Mr. Graham has obtained many pure aqueous solutions of organic and inorganic matter, most of them being unstable. Ice near or at its melting point is believed to be a colloid body, consequently it is unstable and resembles a firm jelly, having a tendency to rend and recombine. ‘The constant intervention of colloid septa in so many of the phenomena of animal and vegetable life gives to the subject of dialysis a high physiological interest, and it will doubtless exercise an important influence on the progress of physiological research.’[[12]]
Subsequently to these researches Mr. Graham published a memoir on a new method of analysing gases which he had called atmolysis. The memoir may be regarded as consisting of four parts, the first of which is preliminary, being on the reciprocal diffusion of gases through porous plates. The next three parts relate to effusion, or the passage of gases under constant pressure through a minute opening in a very thin plate into a vacuum; transpiration, or the passage of gases through capillary tubes into vacuo; and lastly atmolysis, which is the partial separation of a mixture of gases and vapours of different degrees of diffusibility by permitting them to diffuse themselves through a porous plate into a vacuum: a new kind of analysis, which possesses a practical character of extensive application.
The diffusing instrument employed by Mr. Graham was a cylindrical glass tube about an inch in diameter, ten inches long, with one end closed by a very thin porous disc of compressed artificial graphite fixed by a resinous cement. While the tube was being filled with hydrogen gas over a trough of mercury, the escape of the gas was prevented by covering the graphite very carefully with a thin sheet of gutta percha. As soon as the gutta percha was removed, the reciprocal diffusion of the gases began, and in from forty to sixty minutes the whole of the hydrogen had escaped from the tube, and a quantity of atmospheric air amounting to about one fourth of the volume of hydrogen had entered the tube and taken its place, according to the ordinary law of the diffusion of gases. During this time the mercury rises in the tube so as to form a column several inches high, a fact which is a striking demonstration of the intensity of the force with which the reciprocal penetration of different gases effected.

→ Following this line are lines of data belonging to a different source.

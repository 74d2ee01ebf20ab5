use contracts::domain::product::ProductWithAvailability;
use contracts::envelope::Envelope;

use crate::accessor::ApiClient;
use crate::fixtures::products;

/// Get all products
pub async fn get_all_products(client: &ApiClient) -> Envelope<Vec<ProductWithAvailability>> {
    client
        .fetch_data("/products", || Envelope::success(products::all()))
        .await
}

/// Get products by category name, `"All"` for everything
pub async fn get_products_by_category(
    client: &ApiClient,
    category: &str,
) -> Envelope<Vec<ProductWithAvailability>> {
    let endpoint = format!("/products?category={}", urlencoding::encode(category));
    client
        .fetch_data(&endpoint, || {
            Envelope::success(products::by_category(category))
        })
        .await
}

/// Get featured products for the homepage
pub async fn get_featured_products(client: &ApiClient) -> Envelope<Vec<ProductWithAvailability>> {
    client
        .fetch_data("/products?featured=true", || {
            Envelope::success(products::featured())
        })
        .await
}

/// Get low stock products (for admin alerts)
pub async fn get_low_stock_products(client: &ApiClient) -> Envelope<Vec<ProductWithAvailability>> {
    client
        .fetch_data("/products?lowStock=true", || {
            Envelope::success(products::low_stock())
        })
        .await
}

/// Get out of stock products
pub async fn get_out_of_stock_products(
    client: &ApiClient,
) -> Envelope<Vec<ProductWithAvailability>> {
    client
        .fetch_data("/products?outOfStock=true", || {
            Envelope::success(products::out_of_stock())
        })
        .await
}

/// Get product by id. A miss is a success envelope with no data and a
/// "Product not found" message, not an error.
pub async fn get_product_by_id(
    client: &ApiClient,
    id: &str,
) -> Envelope<ProductWithAvailability> {
    let endpoint = format!("/products/{}", id);
    client
        .fetch_data(&endpoint, || match products::by_id(id) {
            Some(product) => Envelope::success(product),
            None => Envelope::not_found("Product not found"),
        })
        .await
}

/// Search products by name or description
pub async fn search_products(
    client: &ApiClient,
    query: &str,
) -> Envelope<Vec<ProductWithAvailability>> {
    let endpoint = format!("/products/search?q={}", urlencoding::encode(query));
    client
        .fetch_data(&endpoint, || Envelope::success(products::search(query)))
        .await
}

#[cfg(test)]
mod tests {
    use super::*;
    use crate::config::ApiConfig;
    use contracts::domain::product::AvailabilityStatus;
    use contracts::envelope::Outcome;

    fn client() -> ApiClient {
        ApiClient::new(ApiConfig {
            mock_latency_ms: 0,
            ..ApiConfig::default()
        })
    }

    #[tokio::test]
    async fn known_id_comes_back_with_matching_id() {
        let env = get_product_by_id(&client(), "prod-001").await;
        assert!(env.success);
        let product = env.data.expect("prod-001 is in the fixture set");
        assert_eq!(product.product.id, "prod-001");
    }

    #[tokio::test]
    async fn unknown_id_is_success_with_null_data() {
        let env = get_product_by_id(&client(), "nonexistent").await;
        assert!(env.success);
        assert!(env.data.is_none());
        assert_eq!(env.message, "Product not found");
        assert_eq!(env.into_outcome(), Outcome::NotFound);
    }

    #[tokio::test]
    async fn category_all_returns_the_full_set() {
        let client = client();
        let all = get_all_products(&client).await.data.unwrap();
        let via_all = get_products_by_category(&client, "All").await.data.unwrap();
        assert_eq!(all.len(), via_all.len());
    }

    #[tokio::test]
    async fn category_match_is_case_insensitive() {
        let env = get_products_by_category(&client(), "steel furniture").await;
        let items = env.data.unwrap();
        assert!(!items.is_empty());
        assert!(items.iter().all(|p| p.product.category == "Steel Furniture"));
    }

    #[tokio::test]
    async fn low_stock_and_out_of_stock_are_disjoint() {
        let client = client();
        let low = get_low_stock_products(&client).await.data.unwrap();
        let out = get_out_of_stock_products(&client).await.data.unwrap();
        for item in &low {
            assert!(
                !out.iter().any(|o| o.product.id == item.product.id),
                "{} is in both lists",
                item.product.id
            );
        }
    }

    #[tokio::test]
    async fn featured_matches_fixture_flags_and_carries_availability() {
        let env = get_featured_products(&client()).await;
        let featured = env.data.unwrap();
        let expected = crate::fixtures::products::PRODUCTS
            .iter()
            .filter(|p| p.is_featured)
            .count();
        assert_eq!(featured.len(), expected);
        for item in &featured {
            assert!(matches!(
                item.availability.status,
                AvailabilityStatus::InStock
                    | AvailabilityStatus::LowStock
                    | AvailabilityStatus::OutOfStock
            ));
        }
    }

    #[tokio::test]
    async fn search_matches_name_and_description() {
        let env = search_products(&client(), "teak").await;
        let items = env.data.unwrap();
        assert!(!items.is_empty());
        for item in &items {
            let haystack = format!(
                "{} {}",
                item.product.name.to_lowercase(),
                item.product.description.to_lowercase()
            );
            assert!(haystack.contains("teak"));
        }
    }
}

Natural plumbago or graphite has little or no porosity and cannot be used in these experiments, but the pores of artificial graphite of which pencils are made, appear to be so minute that only isolated molecules of gas are able to pass, without however being at all impeded by friction; for the smallest pores that we can suppose to exist in the graphite must be real tunnels compared with the minuteness of the ultimate atoms or molecules of a gaseous body. The cause of motion appears to reside solely in that internal movement of molecules which is now generally admitted as an essential condition of matter in a gaseous state. The molecules and atoms are assumed to be perfectly elastic and to move in all directions with different velocities according to the nature of the gas. Enclosed in a porous vessel the moving atoms constantly strike against its walls and against one another, but in consequence of their perfect elasticity, no loss of movement results from the collision. When the gases inside and outside of the tube are of the same density and molecular movement, an exchange takes place without any perceptible change of volume; but when the two gases are of different densities and molecular velocities, then the reciprocal penetration ceases to be equal on the two sides. Reciprocal diffusion of gases is accelerated by heat and retarded by cold; the tension of the gases is increased in the first case, and diminished in the second.